Please give an exact transcription of the lines below, from the one that contains "Application crate around" to the very last, with no other lines.

-- DATA PROVIDED follows --

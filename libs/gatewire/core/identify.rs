//! Identify / resume negotiation
//!
//! Run once the gateway said Hello:
//!
//! ```text
//! session id stored? ── yes ──> Resume   {token, session_id, seq}     state → Resuming
//!        │
//!        no
//!        ▼
//! state live?        ── yes ──> Identify {token, intents, ...}        state → Identifying
//!        │
//!        no ──────────────────> RetryAfter(reidentify_delay)
//! ```

use crate::core::config::{GatewayConfig, LARGE_THRESHOLD};
use crate::core::connection_state::ConnectionState;
use crate::core::frame::{ConnectionProperties, IdentifyPayload, ResumePayload};
use crate::core::session::Session;
use std::time::Duration;

/// Decision taken on (re)connect
#[derive(Debug, Clone, PartialEq)]
pub enum Negotiation {
    Resume(ResumePayload),
    Identify(IdentifyPayload),
    /// Not live yet; try again later
    RetryAfter(Duration),
}

/// Resume when a session exists, otherwise identify if the connection is live
pub fn negotiate(config: &GatewayConfig, session: &Session, state: ConnectionState) -> Negotiation {
    if let Some(session_id) = session.session_id.as_deref().filter(|id| !id.is_empty()) {
        return Negotiation::Resume(ResumePayload {
            token: config.token.clone(),
            session_id: session_id.to_string(),
            seq: session.sequence,
        });
    }

    if !state.is_live() {
        return Negotiation::RetryAfter(config.reidentify_delay);
    }

    Negotiation::Identify(identify_payload(config))
}

/// Identify payload for this configuration
pub fn identify_payload(config: &GatewayConfig) -> IdentifyPayload {
    IdentifyPayload {
        token: config.token.clone(),
        intents: config.intents.bits(),
        large_threshold: LARGE_THRESHOLD,
        properties: ConnectionProperties::current(),
        presence: config.presence.clone(),
        shards: config
            .shard
            .filter(|shard| shard.count > 1)
            .map(|shard| [shard.id, shard.count]),
    }
}

#[cfg(test)]
mod tests {
    use super::*;
    use crate::core::config::Intents;
    use serde_json::json;

    fn config() -> GatewayConfig {
        GatewayConfig::new("token-abc", Intents::GUILDS | Intents::GUILD_MESSAGES)
    }

    #[test]
    fn test_stored_session_resumes() {
        let mut session = Session::new();
        session.session_id = Some("sess-1".into());
        session.sequence = Some(41);

        let outcome = negotiate(&config(), &session, ConnectionState::Connected);

        assert_eq!(
            outcome,
            Negotiation::Resume(ResumePayload {
                token: "token-abc".into(),
                session_id: "sess-1".into(),
                seq: Some(41),
            })
        );
    }

    #[test]
    fn test_resume_does_not_require_live_state() {
        let mut session = Session::new();
        session.session_id = Some("sess-1".into());
        assert!(matches!(
            negotiate(&config(), &session, ConnectionState::Open),
            Negotiation::Resume(_)
        ));
    }

    #[test]
    fn test_no_session_identifies() {
        let outcome = negotiate(&config(), &Session::new(), ConnectionState::Connected);
        match outcome {
            Negotiation::Identify(payload) => {
                assert_eq!(payload.token, "token-abc");
                assert_eq!(payload.intents, 1 | (1 << 9));
                assert_eq!(payload.large_threshold, 50);
            }
            other => panic!("expected Identify, got {:?}", other),
        }
    }

    #[test]
    fn test_empty_session_id_identifies() {
        let mut session = Session::new();
        session.session_id = Some(String::new());
        assert!(matches!(
            negotiate(&config(), &session, ConnectionState::Ready),
            Negotiation::Identify(_)
        ));
    }

    #[test]
    fn test_identify_deferred_when_not_live() {
        let outcome = negotiate(&config(), &Session::new(), ConnectionState::Open);
        assert_eq!(outcome, Negotiation::RetryAfter(Duration::from_millis(2500)));
    }

    #[test]
    fn test_identify_payload_presence_and_shards() {
        let config = config()
            .with_presence(json!({"status": "online", "afk": false}))
            .with_shard(1, 4);
        let payload = identify_payload(&config);

        assert_eq!(payload.presence, Some(json!({"status": "online", "afk": false})));
        assert_eq!(payload.shards, Some([1, 4]));
    }

    #[test]
    fn test_single_shard_is_not_reported() {
        let payload = identify_payload(&config().with_shard(0, 1));
        assert!(payload.shards.is_none());
        assert!(payload.presence.is_none());
    }

    #[test]
    fn test_identify_payload_is_deterministic() {
        assert_eq!(identify_payload(&config()), identify_payload(&config()));
    }
}
//! Cordlink - gateway session client
//!
//! Application crate around the `gatewire` library.
//!
//! ## Architecture
//!
//! - **gatewire**: gateway session library (re-exported from workspace)
//! - **bin_common**: settings, logging and shutdown handling for binaries
//!
//! ## Usage in Binaries
//!
//! ```rust,ignore
//! use cordlink::bin_common::{load_config_from_env, BotSettings, ConfigType};
//! use cordlink::gatewire::GatewayClient;
//! ```

// Re-export workspace libraries for convenience
pub use gatewire;

// Binary common utilities
pub mod bin_common {
    //! Common utilities for binary executables

    pub mod cli;
    pub mod logging;
    pub mod settings;
    pub mod shutdown;

    pub use cli::{load_config_from_env, ConfigType};
    pub use logging::init_tracing;
    pub use settings::{BotSettings, ConfigError, GatewaySettings, PresenceSettings};
    pub use shutdown::ShutdownManager;
}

-- DATA PROVIDED concluded --

## SOLUTION TO THIS PROBLEM
//! Application crate around the `gatewire` library.
//!
//! ## Architecture
//!
//! - **gatewire**: gateway session library (re-exported from workspace)
//! - **bin_common**: settings, logging and shutdown handling for binaries
//!
//! ## Usage in Binaries
//!
//! ```rust,ignore
//! use cordlink::bin_common::{load_config_from_env, BotSettings, ConfigType};
//! use cordlink::gatewire::GatewayClient;
//! ```

// Re-export workspace libraries for convenience
pub use gatewire;

// Binary common utilities
pub mod bin_common {
    //! Common utilities for binary executables

    pub mod cli;
    pub mod logging;
    pub mod settings;
    pub mod shutdown;

    pub use cli::{load_config_from_env, ConfigType};
    pub use logging::init_tracing;
    pub use settings::{BotSettings, ConfigError, GatewaySettings, PresenceSettings};
    pub use shutdown::ShutdownManager;
}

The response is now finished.